Моя «работа» в двух шагах. Я тебе несколько дней назад об этом писал. Это бункер, в котором прежде жил какой-то капитан. Я тебе долго и подробно об этом рассказываю, а хотел бы написать совсем о другом. Не то чтобы хотел, но, наверное, я все-таки обязан это сделать. Не хочу нагонять на тебя лишнего страха, но дело наше, кажется, дрянь. Это все говорят. Мы в глубоком тылу, разве что изредка услышишь выстрел, а больше ничто не напоминает о войне. Такое можно выдержать хоть сто лет. Но не могу без тебя. Долго это не продлится, мы каждый день надеемся отсюда выбраться. Живем этой надеждой вопреки всем разговорам.
Уже семь недель, как армия окружена. И еще семь недель такое не может продлиться. Я должен был поехать в отпуск в сентябре, но не тут-то было, пришлось только тем утешаться, что и у других отпуск пропал. Вчера нам сказали, что в конце января треть из нас поедет домой. Один фельдфебель из штабной роты вроде это слышал. Но может быть задержка на несколько дней. Тут теперь никто не знает точно, что происходит. Я уже 8 месяцев не был с тобой, потерпи еще несколько дней. К сожалению, не могу тебе много привезти, но, может быть, удастся что-нибудь купить в Лемберге. Я заранее радуюсь отдыху, но еще больше встрече с тобой и с матерью. Когда получишь телеграмму, извести сразу дядю Херберта. Хорошо жить ожиданием радости, со вчерашнего дня я в нее поверил и начал вычеркивать дни в календаре — каждый зачеркнутый день приближает меня к вам.
10
...Ты свидетель, что я всегда этому противился, боялся ехать на Восток и вообще боялся войны. Я ведь так и не стал солдатом, только форму ношу. Ну и что я получил в итоге? А что другие получили, кто ничему не противился и не боялся ничего? Что мы все получили? Мы статисты воплощенного безумия. Что нам от этой геройской смерти? Я раз двадцать на сцене изображал смерть, а вы сидели в плюшевых креслах, и моя игра казалась вам правдивой. И теперь очень страшно осознавать, как мало общего имела эта игра с реальной смертью.
Смерть всегда изображалась героической, восхищающей, захватывающей, совершающейся во имя убеждения или великого дела. А как же выглядит реальность? Люди подыхают от голода, лютого холода, смерть здесь просто биологический факт, как еда и питье. Они мрут, как мухи, и никто не заботится о них, и никто их не хоронит. Без рук, без ног, без глаз, с развороченными животами они валяются повсюду.

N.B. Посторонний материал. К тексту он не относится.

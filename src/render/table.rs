//! Table builders for the statement pages.
//!
//! These map aggregate views onto [`TableElement`]s: numeric cells are
//! formatted with separators and right-aligned, losses are painted red,
//! and total rows get their tinted backgrounds here.

use super::style::{format_amount, format_int, LOSS_RED, SUMMARY_TINT, TOTAL_TINT};
use crate::aggregate::{
    combine_rollups, CategoryRollup, CombinedHoldings, InvestmentSummary, PortfolioAllocation,
    ROLLUP_COLUMNS,
};
use crate::elements::{CellAlign, CellElement, RowElement, TableElement, TableStyle};
use crate::geometry::Rect;
use crate::table::Numeric;

const PROFIT_LOSS_COLUMN: &str = "PandL";

/// Equal column fractions.
pub fn equal_widths(n: usize) -> Vec<f64> {
    vec![1.0 / n.max(1) as f64; n.max(1)]
}

/// Column fractions with a double-width first column for labels.
pub fn label_weighted_widths(n: usize) -> Vec<f64> {
    if n <= 1 {
        return vec![1.0];
    }
    let unit = 1.0 / (n + 1) as f64;
    let mut widths = vec![unit; n];
    widths[0] = unit * 2.0;
    widths
}

/// Format a raw cell: parsed numbers become grouped amounts, everything
/// else passes through as text.
fn data_cell(raw: &str, red_when_negative: bool) -> CellElement {
    match Numeric::parse(raw) {
        Numeric::Parsed(v) => {
            let cell = CellElement::new(format_amount(v)).align(CellAlign::Right);
            if red_when_negative && v < 0.0 {
                cell.color(LOSS_RED)
            } else {
                cell
            }
        },
        Numeric::Defaulted => {
            // Some exports write losses as "(1,234.00)".
            let trimmed = raw.trim();
            let cell = CellElement::new(raw);
            if red_when_negative && trimmed.starts_with('(') && trimmed.ends_with(')') {
                cell.align(CellAlign::Right).color(LOSS_RED)
            } else {
                cell
            }
        },
    }
}

fn header_cells(columns: &[String]) -> Vec<CellElement> {
    columns
        .iter()
        .map(|c| CellElement::new(c.clone()).align(CellAlign::Center))
        .collect()
}

/// Portfolio composition table with a tinted grand total row.
///
/// Allocation values are whole-rupee figures; decimals are dropped.
pub fn allocation_table(allocation: &PortfolioAllocation, rect: Rect) -> TableElement {
    let header = vec![
        CellElement::new("Particulars").align(CellAlign::Center),
        CellElement::new("Portfolio Value").align(CellAlign::Center),
    ];
    let mut table = TableElement::new(rect, vec![0.6, 0.4], header);
    for (name, value) in &allocation.components {
        table.push_row(RowElement::new(vec![
            CellElement::new(name.clone()),
            CellElement::new(format_int(*value)).align(CellAlign::Right),
        ]));
    }
    table.push_row(RowElement::new(vec![
        CellElement::new("Grand Total").bold().background(SUMMARY_TINT),
        CellElement::new(format_int(allocation.grand_total))
            .align(CellAlign::Right)
            .bold()
            .background(SUMMARY_TINT),
    ]));
    table
}

/// Combined holdings table: each subcategory's rows sorted by the
/// aggregate and followed by its tinted `<Subcategory> Total` row, with
/// one `Grand Total` row at the bottom summing the per-subcategory
/// sums.
pub fn combined_rollup_table(rollups: &[CategoryRollup], rect: Rect) -> TableElement {
    let columns: Vec<String> = rollups
        .first()
        .map(|r| r.columns.clone())
        .unwrap_or_default();
    let numeric: Vec<bool> = columns
        .iter()
        .map(|c| ROLLUP_COLUMNS.contains(&c.as_str()))
        .collect();

    let mut table = TableElement::new(
        rect,
        label_weighted_widths(columns.len()),
        header_cells(&columns),
    );

    for rollup in rollups {
        for row in &rollup.rows {
            let cells = row
                .iter()
                .zip(&columns)
                .zip(&numeric)
                .map(|((raw, column), is_numeric)| {
                    if *is_numeric {
                        data_cell(raw, column == PROFIT_LOSS_COLUMN)
                    } else {
                        CellElement::new(raw.clone())
                    }
                })
                .collect();
            table.push_row(RowElement::new(cells));
        }
        table.push_row(total_row(
            &rollup.total_label(),
            &columns,
            &rollup.totals,
            TOTAL_TINT,
        ));
    }

    let refs: Vec<&CategoryRollup> = rollups.iter().collect();
    table.push_row(grand_total_row(&combine_rollups(&refs), &columns));
    table
}

/// Asset-class summary: equity and debt shares with investment at cost
/// and market value in Lacs, padded with the placeholder classes, and a
/// tinted `PORTFOLIO TOTAL` row.
pub fn investment_summary_table(
    allocation: &PortfolioAllocation,
    investments: &InvestmentSummary,
    rect: Rect,
) -> TableElement {
    let header = vec![
        CellElement::new("Asset Class").align(CellAlign::Center),
        CellElement::new("% of Portfolio").align(CellAlign::Center),
        CellElement::new("Investment at Cost").align(CellAlign::Center),
        CellElement::new("Market Value").align(CellAlign::Center),
    ];
    let mut table = TableElement::new(rect, vec![0.3, 0.2, 0.25, 0.25], header);

    let value_row = |label: &str, share: i64, invested: f64, value: f64| {
        RowElement::new(vec![
            CellElement::new(label),
            CellElement::new(format!("{:.2}", share as f64)).align(CellAlign::Right),
            CellElement::new(format_amount(invested)).align(CellAlign::Right),
            CellElement::new(format_amount(value)).align(CellAlign::Right),
        ])
    };
    let placeholder_row = |label: &str| {
        RowElement::new(vec![
            CellElement::new(label),
            CellElement::new("-").align(CellAlign::Right),
            CellElement::new("-").align(CellAlign::Right),
            CellElement::new("-").align(CellAlign::Right),
        ])
    };

    table.push_row(value_row(
        "EQUITY",
        allocation.equity_allocation_pct,
        investments.equity_invested_lacs,
        investments.equity_value_lacs,
    ));
    table.push_row(placeholder_row("MULTI ASSET"));
    table.push_row(value_row(
        "DEBT",
        allocation.cash_equivalent_pct,
        investments.debt_invested_lacs,
        investments.debt_value_lacs,
    ));
    table.push_row(placeholder_row("ALTERNATE QUOTED"));
    table.push_row(placeholder_row("CASH"));
    table.push_row(placeholder_row("ALTERNATE UNQUOTED"));

    table.push_row(RowElement::new(vec![
        CellElement::new("PORTFOLIO TOTAL").bold(),
        CellElement::new("100.00")
            .align(CellAlign::Right)
            .bold()
            .background(SUMMARY_TINT),
        CellElement::new(format_amount(investments.total_invested_lacs()))
            .align(CellAlign::Right)
            .bold()
            .background(SUMMARY_TINT),
        CellElement::new(format_amount(investments.total_value_lacs()))
            .align(CellAlign::Right)
            .bold()
            .background(SUMMARY_TINT),
    ]));
    table
}

/// Grand total row across categories, appended under the last holdings
/// table. Zero totals render blank.
pub fn grand_total_row(combined: &CombinedHoldings, columns: &[String]) -> RowElement {
    total_row("Grand Total", columns, &combined.totals, SUMMARY_TINT)
}

fn total_row(label: &str, columns: &[String], totals: &[f64], tint: crate::elements::Color) -> RowElement {
    let cells = columns
        .iter()
        .enumerate()
        .map(|(i, column)| {
            let cell = if i == 0 {
                CellElement::new(label).bold()
            } else {
                match ROLLUP_COLUMNS.iter().position(|c| c == column) {
                    Some(slot) if totals.get(slot).copied().unwrap_or(0.0) != 0.0 => {
                        let value = totals[slot];
                        let cell = CellElement::new(format_amount(value))
                            .align(CellAlign::Right)
                            .bold();
                        if column == PROFIT_LOSS_COLUMN && value < 0.0 {
                            cell.color(LOSS_RED)
                        } else {
                            cell
                        }
                    },
                    _ => CellElement::new(""),
                }
            };
            cell.background(tint)
        })
        .collect();
    RowElement::new(cells)
}

/// Generic detail table for the FNO and realized-gain pages.
///
/// Columns named in `numeric_columns` are parsed and right-aligned;
/// `red_columns` additionally paint negatives red.
pub fn data_table(
    columns: &[String],
    rows: &[Vec<String>],
    rect: Rect,
    numeric_columns: &[&str],
    red_columns: &[&str],
    style: TableStyle,
) -> TableElement {
    let mut table =
        TableElement::new(rect, equal_widths(columns.len()), header_cells(columns)).style(style);
    for row in rows {
        let cells = row
            .iter()
            .zip(columns)
            .map(|(raw, column)| {
                if numeric_columns.contains(&column.as_str()) {
                    data_cell(raw, red_columns.contains(&column.as_str()))
                } else {
                    CellElement::new(raw.clone())
                }
            })
            .collect();
        table.push_row(RowElement::new(cells));
    }
    table
}

#[cfg(test)]
mod tests {
    use super::*;
    use crate::aggregate;
    use crate::table::Table;

    fn rect() -> Rect {
        Rect::new(50.0, 50.0, 1000.0, 500.0)
    }

    #[test]
    fn test_widths_sum_to_one() {
        for n in 1..8 {
            let sum: f64 = label_weighted_widths(n).iter().sum();
            assert!((sum - 1.0).abs() < 1e-9, "n={n} sum={sum}");
            let sum: f64 = equal_widths(n).iter().sum();
            assert!((sum - 1.0).abs() < 1e-9);
        }
    }

    #[test]
    fn test_data_cell_formats_and_flags_losses() {
        let cell = data_cell("1234.5", false);
        assert_eq!(cell.text, "1,234.50");
        assert_eq!(cell.align, CellAlign::Right);
        let loss = data_cell("-10", true);
        assert_eq!(loss.color, LOSS_RED);
        let text = data_cell("HDFC Bank", false);
        assert_eq!(text.text, "HDFC Bank");
        assert_eq!(text.align, CellAlign::Left);
    }

    #[test]
    fn test_allocation_table_has_grand_total() {
        let pv = Table::new(
            "Portfolio Value",
            vec!["Particulars".into(), "Portfolio Value".into()],
            vec![
                vec!["Equity".into(), "7000".into()],
                vec!["Available Cash".into(), "1000".into()],
            ],
        );
        let allocation = aggregate::portfolio_allocation(&pv).unwrap();
        let table = allocation_table(&allocation, rect());
        let last = table.rows.last().unwrap();
        assert_eq!(last.cells[0].text, "Grand Total");
        assert_eq!(last.cells[1].text, "8,000");
        assert_eq!(last.cells[1].background, Some(SUMMARY_TINT));
    }

    #[test]
    fn test_combined_rollup_table_subtotals_and_grand_total() {
        let columns = vec![
            "Instrument Name".to_string(),
            "PandL".to_string(),
            "Market Value".to_string(),
        ];
        let direct = Table::new(
            "Direct Equity",
            columns.clone(),
            vec![
                vec!["A".into(), "-5".into(), "100".into()],
                vec!["B".into(), "10".into(), "200".into()],
            ],
        );
        let etf = Table::new(
            "Equity ETF",
            columns,
            vec![vec!["C".into(), "3".into(), "50".into()]],
        );
        let rollups = vec![
            aggregate::category_rollup(&direct, "Direct Equity").unwrap(),
            aggregate::category_rollup(&etf, "Equity ETF").unwrap(),
        ];
        let table = combined_rollup_table(&rollups, rect());

        // header + (2 rows + subtotal) + (1 row + subtotal) + grand total
        assert_eq!(table.rows.len(), 6);
        assert_eq!(table.rows[2].cells[0].text, "Direct Equity Total");
        assert_eq!(table.rows[2].cells[2].text, "300.00");
        assert_eq!(table.rows[2].cells[0].background, Some(TOTAL_TINT));
        assert_eq!(table.rows[4].cells[0].text, "Equity ETF Total");
        assert_eq!(table.rows[4].cells[2].text, "50.00");
        let grand = table.rows.last().unwrap();
        assert_eq!(grand.cells[0].text, "Grand Total");
        assert_eq!(grand.cells[2].text, "350.00");
        assert_eq!(grand.cells[1].text, "8.00");
        assert_eq!(grand.cells[0].background, Some(SUMMARY_TINT));
    }

    #[test]
    fn test_investment_summary_table_rows_and_total_tint() {
        let pv = Table::new(
            "Portfolio Value",
            vec!["Particulars".into(), "Portfolio Value".into()],
            vec![
                vec!["Equity".into(), "7000".into()],
                vec!["Available Cash".into(), "3000".into()],
            ],
        );
        let allocation = aggregate::portfolio_allocation(&pv).unwrap();
        let investments = aggregate::InvestmentSummary {
            equity_invested_lacs: 10.0,
            equity_value_lacs: 12.5,
            debt_invested_lacs: 4.0,
            debt_value_lacs: 4.5,
        };
        let table = investment_summary_table(&allocation, &investments, rect());

        assert_eq!(table.header.len(), 4);
        assert_eq!(table.rows[0].cells[0].text, "EQUITY");
        assert_eq!(table.rows[0].cells[1].text, "70.00");
        assert_eq!(table.rows[1].cells[0].text, "MULTI ASSET");
        assert_eq!(table.rows[1].cells[1].text, "-");
        assert_eq!(table.rows[2].cells[0].text, "DEBT");
        assert_eq!(table.rows[2].cells[1].text, "30.00");
        let total = table.rows.last().unwrap();
        assert_eq!(total.cells[0].text, "PORTFOLIO TOTAL");
        assert_eq!(total.cells[1].text, "100.00");
        assert_eq!(total.cells[2].text, "14.00");
        assert_eq!(total.cells[3].text, "17.00");
        assert_eq!(total.cells[1].background, Some(SUMMARY_TINT));
        assert_eq!(total.cells[0].background, None);
    }

    #[test]
    fn test_total_row_blanks_zero_columns() {
        let columns: Vec<String> = vec!["Name".into(), "Quantity".into(), "Market Value".into()];
        let combined = CombinedHoldings {
            totals: vec![0.0, 0.0, 0.0, 0.0, 500.0],
        };
        let row = grand_total_row(&combined, &columns);
        assert_eq!(row.cells[1].text, "");
        assert_eq!(row.cells[2].text, "500.00");
    }
}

Об этом надо сделать фильм, чтобы навсегда уничтожить легенду «о прекрасной смерти». Это просто скотское издыхание, но когда-нибудь оно будет поднято на гранитные пьедесталы и облагорожено в виде «умирающих воинов» с перевязанными бинтом головами и руками.
Напишут романы, зазвучат гимны и песнопения. В церквах отслужат мессу. Но с меня довольно, я не хочу, чтобы мои кости гнили в братской могиле. Нечто подобное я написал профессору X. Я непременно еще напишу ему. Но не удивляйтесь, если некоторое время от меня не будет никаких известий, потому что я твердо решил стать хозяином собственной судьбы.
11
...Сегодня мы с О. провели чудный спокойный вечер. В бункере никого нет. Русские молчат, и мы смогли сегодня раньше кончить. Бутылка «Кордон Руж» сделала этот тихий вечер еще более приятным.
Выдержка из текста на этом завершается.